“While you are here, I want to check your measurements,” the head seamstress of one of my favorite designers in Dallas said before a big fashion show in 2007. As she took my measurements and looked at my model card, she was appalled.
“I don’t understand,” she barked. “Your card says this, but you really are this size! What happened?”
“I gained weight,” I replied plainly.
“Well, maybe you should just work out or do something about this,” she asserted.
I cringed. Maybe she didn’t know that I was currently in the grips of an eating disorder and constantly struggled with being thin enough. Maybe she did, but didn’t care. Maybe she was like most everyone in the fashion industry that silently congratulated any means necessary to remain super thin. All she cared about was having a model that was thin enough to wear the clothes. The sad part was is that at this time I was probably a small size 4.
“I do work out—a lot actually. I just gained a little weight. Such is life,” I told her, trying not to care.
The truth was that I did care. I knew that I had been too thin and obsessed with being as thin as possible. I love food and just could not starve myself any longer, so I had begun to gain some weight. For the past year, my weight had gone up and down as I struggled to remain as small as possible and trying to feed or ignore my starving spirit within me. Gaining weight as a model is shameful. I was no good if I wasn’t a size 0 or 2. I left that studio and went home— to work out.

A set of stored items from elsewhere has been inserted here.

use std::collections::HashMap;
use std::fmt;
use std::sync::Arc;
use std::time::{Duration, Instant};

use reqwest::Url;
use serde::de::DeserializeOwned;
use serde_json::Value;
use tracing::{debug, instrument, warn};

use crate::errors::ClientError;
use crate::handler::LocalHandler;
use crate::metrics::{CALLS_TOTAL, CALL_DURATION};
use crate::request::{FormBody, Invocation, Method, Payload};
use crate::service::{LogicalService, ServiceEndpoints};

/// Services mount their HTTP API under this prefix.
pub const API_PREFIX: &str = "/api";

/// How a logical service is reached.
#[derive(Debug, Clone, Copy, PartialEq, Eq)]
pub enum Mode {
    Local,
    Remote,
}

impl Mode {
    pub fn as_str(self) -> &'static str {
        match self {
            Mode::Local => "local",
            Mode::Remote => "remote",
        }
    }
}

#[derive(Clone)]
enum Binding {
    Local(Arc<dyn LocalHandler>),
    Remote(Url),
}

impl Binding {
    fn mode(&self) -> Mode {
        match self {
            Binding::Local(_) => Mode::Local,
            Binding::Remote(_) => Mode::Remote,
        }
    }
}

/// Dispatches invocations to local handlers or remote services.
///
/// Every [`LogicalService`] is bound once, at construction; the client holds
/// no per-call state and performs no retries.
#[derive(Clone)]
pub struct ServiceClient {
    bindings: HashMap<LogicalService, Binding>,
    http: reqwest::Client,
}

impl fmt::Debug for ServiceClient {
    fn fmt(&self, f: &mut fmt::Formatter<'_>) -> fmt::Result {
        let mut m = f.debug_map();
        for s in LogicalService::ALL {
            match self.bindings.get(&s) {
                Some(Binding::Remote(url)) => m.entry(&s.as_str(), &url.as_str()),
                Some(Binding::Local(_)) => m.entry(&s.as_str(), &"<local>"),
                None => m.entry(&s.as_str(), &"<unbound>"),
            };
        }
        m.finish()
    }
}

pub struct ServiceClientBuilder {
    endpoints: ServiceEndpoints,
    handlers: HashMap<LogicalService, Arc<dyn LocalHandler>>,
    timeout: Option<Duration>,
    http: Option<reqwest::Client>,
}

impl ServiceClientBuilder {
    /// Register the in-process handler used when `service` has no address.
    pub fn local(mut self, service: LogicalService, handler: Arc<dyn LocalHandler>) -> Self {
        self.handlers.insert(service, handler);
        self
    }

    /// Overall request timeout for remote calls; unset means the HTTP
    /// client's default.
    pub fn timeout(mut self, timeout: Option<Duration>) -> Self {
        self.timeout = timeout;
        self
    }

    /// Use a preconfigured HTTP client (the timeout setting is then ignored).
    pub fn http_client(mut self, client: reqwest::Client) -> Self {
        self.http = Some(client);
        self
    }

    pub fn build(self) -> Result<ServiceClient, ClientError> {
        let mut bindings = HashMap::new();
        for service in LogicalService::ALL {
            let binding = match self.endpoints.address(service) {
                Some(address) => Binding::Remote(parse_base_url(service, address)?),
                None => match self.handlers.get(&service) {
                    Some(h) => Binding::Local(Arc::clone(h)),
                    None => {
                        return Err(ClientError::configuration(format!(
                            "{service}: no address configured ({}) and no local handler registered",
                            service.url_env_var()
                        )))
                    }
                },
            };
            debug!(service = %service, mode = binding.mode().as_str(), "service bound");
            bindings.insert(service, binding);
        }

        let http = match self.http {
            Some(c) => c,
            None => {
                let mut b = reqwest::Client::builder();
                if let Some(t) = self.timeout {
                    b = b.timeout(t);
                }
                b.build()?
            }
        };
        Ok(ServiceClient { bindings, http })
    }
}

fn parse_base_url(service: LogicalService, address: &str) -> Result<Url, ClientError> {
    let url = Url::parse(address)
        .map_err(|e| ClientError::configuration(format!("{service}: invalid address {address:?}: {e}")))?;
    if !matches!(url.scheme(), "http" | "https") {
        return Err(ClientError::configuration(format!(
            "{service}: address must start with http(s), got {address:?}"
        )));
    }
    if url.query().is_some() || url.fragment().is_some() {
        return Err(ClientError::configuration(format!(
            "{service}: address must not carry a query or fragment, got {address:?}"
        )));
    }
    Ok(url)
}

impl ServiceClient {
    pub fn builder(endpoints: ServiceEndpoints) -> ServiceClientBuilder {
        ServiceClientBuilder { endpoints, handlers: HashMap::new(), timeout: None, http: None }
    }

    pub fn mode(&self, service: LogicalService) -> Option<Mode> {
        self.bindings.get(&service).map(Binding::mode)
    }

    /// Full URL a call would hit, or `None` when the service is local.
    pub fn remote_url(&self, service: LogicalService, path: &str) -> Option<String> {
        match self.bindings.get(&service)? {
            Binding::Remote(base) => Some(join_url(base, path)),
            Binding::Local(_) => None,
        }
    }

    pub async fn get<S>(&self, service: S, path: &str) -> Result<Value, ClientError>
    where
        S: TryInto<LogicalService>,
        ClientError: From<S::Error>,
    {
        self.call(Invocation::new(service.try_into()?, Method::Get, path)).await
    }

    pub async fn post_json<S>(&self, service: S, path: &str, body: Value) -> Result<Value, ClientError>
    where
        S: TryInto<LogicalService>,
        ClientError: From<S::Error>,
    {
        self.call(Invocation::new(service.try_into()?, Method::Post, path).json(body)).await
    }

    pub async fn post_form<S>(&self, service: S, path: &str, body: FormBody) -> Result<Value, ClientError>
    where
        S: TryInto<LogicalService>,
        ClientError: From<S::Error>,
    {
        self.call(Invocation::new(service.try_into()?, Method::Post, path).form(body)).await
    }

    pub async fn put<S>(&self, service: S, path: &str, body: Value) -> Result<Value, ClientError>
    where
        S: TryInto<LogicalService>,
        ClientError: From<S::Error>,
    {
        self.call(Invocation::new(service.try_into()?, Method::Put, path).json(body)).await
    }

    pub async fn delete<S>(&self, service: S, path: &str) -> Result<Value, ClientError>
    where
        S: TryInto<LogicalService>,
        ClientError: From<S::Error>,
    {
        self.call(Invocation::new(service.try_into()?, Method::Delete, path)).await
    }

    /// Like [`call`](Self::call), decoding the response into `T`.
    pub async fn call_as<T: DeserializeOwned>(&self, invocation: Invocation) -> Result<T, ClientError> {
        let value = self.call(invocation).await?;
        serde_json::from_value(value).map_err(|e| ClientError::Decode(e.to_string()))
    }

    /// Dispatch one invocation through the service's binding.
    #[instrument(skip(self, invocation), fields(service = %invocation.service, method = %invocation.method, path = %invocation.path))]
    pub async fn call(&self, invocation: Invocation) -> Result<Value, ClientError> {
        let service = invocation.service;
        let binding = self
            .bindings
            .get(&service)
            .ok_or_else(|| ClientError::configuration(format!("{service}: not bound")))?;
        let mode = binding.mode();
        debug!(mode = mode.as_str(), "dispatching service call");

        let start = Instant::now();
        let result = match binding {
            Binding::Local(handler) => handler.handle(&invocation).await.map_err(ClientError::Local),
            Binding::Remote(base) => self.call_remote(base, invocation).await,
        };

        let labels = [service.as_str(), mode.as_str()];
        CALL_DURATION.with_label_values(&labels).observe(start.elapsed().as_secs_f64());
        let outcome = if result.is_ok() { "ok" } else { "error" };
        CALLS_TOTAL.with_label_values(&[service.as_str(), mode.as_str(), outcome]).inc();
        result
    }

    async fn call_remote(&self, base: &Url, invocation: Invocation) -> Result<Value, ClientError> {
        let url = join_url(base, &invocation.path);
        let mut req = self.http.request(invocation.method.into(), &url);
        if !invocation.query.is_empty() {
            req = req.query(&invocation.query);
        }
        req = match invocation.body {
            Payload::Empty => req,
            Payload::Json(v) => req.json(&v),
            Payload::Form(form) => req.multipart(form.into_multipart()?),
        };

        let resp = req.send().await.map_err(|e| {
            warn!(%url, error = %e, "remote call transport failure");
            ClientError::Transport(e)
        })?;

        let status = resp.status();
        if !status.is_success() {
            let body = match resp.text().await {
                Ok(body) => body,
                Err(e) => {
                    warn!(%url, status = status.as_u16(), error = %e, "failed to read error response body");
                    format!("<unreadable response body: {e}>")
                }
            };
            warn!(%url, status = status.as_u16(), "remote call returned error status");
            return Err(ClientError::RemoteCall { status: status.as_u16(), body });
        }

        let bytes = resp.bytes().await?;
        if bytes.iter().all(u8::is_ascii_whitespace) {
            return Ok(Value::Null);
        }
        serde_json::from_slice(&bytes).map_err(|e| ClientError::Decode(e.to_string()))
    }
}

fn join_url(base: &Url, path: &str) -> String {
    let base = base.as_str().trim_end_matches('/');
    if path.starts_with('/') {
        format!("{base}{API_PREFIX}{path}")
    } else {
        format!("{base}{API_PREFIX}/{path}")
    }
}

A few days later it was my birthday and the day of the big fashion show at Victory Park. I love fashion shows—the excitement, the clothes, the people, the music, the lights and cameras. I was excited to see what they had for me to wear. As I tried on a skinny little pencil skirt, I realized that I couldn’t pull it up all the way because it was too small—or I was just too big. I instantly thought back to the measuring tape incident where I had been found out to be bigger than my agency said I was. I thought about the evil seamstress who told me I needed to work out more because I was too big. One of the assistants kindly switched my outfit with another girl and now I had a beautiful flowing wrap skirt. I loved it!
Later as we were getting dressed into our first look for the fashion show, the evil seamstress was in the dressing rooms, barking orders and acting like a drill sergeant, "helping" everyone get ready. To her glory and satisfaction, she was probably thrilled that I, this fat model had to have her wardrobe edited to accommodate her large hips. She made it a point to tie my new wrap skirt very tight—so tight that she pinched my skin.
“Ouch!” I flinched as she caught some skin in the knot.
“Oh, is it too tight?” Hitler’s wife smiled.
What a b$%@! I thought. She was bent on making me pay for gaining weight, wasn’t she? I was no longer the ideal model size. I was disposable and replaceable. She just had to prove her point that I was too big for all of the clothes and she just couldn’t take it that I hadn’t been thrown out of the show.
I don’t remember too many fashion shows or photo shoots after that point. I finally cancelled my contract the next year and stopped modeling all together. I was getting help for my depression and eating disorder. I had also just met Ashton and was engaged. When I think back on my modeling career, I am happy I did it. I had lots of fun, traveled, took some really great pictures, met some fun people in the fashion world and went to some great parties and exciting photo shoots.
But God had something else in mind for me. People always tell me that I look like a model or tell me that I should model. I smile and say thanks. Sometimes I even tell them that I used to. They ask me why I don’t any more. I try to say as little as possible, like: Modeling is a very selfish and sick career. It just wasn’t for me. Then I throw in the funny comment about how I love food too much. They laugh and that’s about it. As glad as I am that I did it and now that I don’t do it any more, it has made me realize what true beauty is. True beauty is the person that is looking back at you when you look into the mirror. But is even more than that.
“Rather, beauty is something internal that can't be destroyed. Beauty expresses itself in a gentle and quiet attitude which God considers precious” (1 Peter 3:4 God’s Word Translation).
The modeling industry may never understand true, internal beauty. Most models may be perfect and flawless on the outside, but they are deeply disturbed and tortured on the inside because they have— like I have and many others have—believed the lie that your worth is based on a number on a scale, a number on a measuring tape, or a number on a pair of jeans. I am so thankful that God has healed me from believing that lie and I love the size that I am now!
God, help us as women to see ourselves as you do. Help us to cultivate our inner beauty from a gentle and graceful spirit that only you can provide.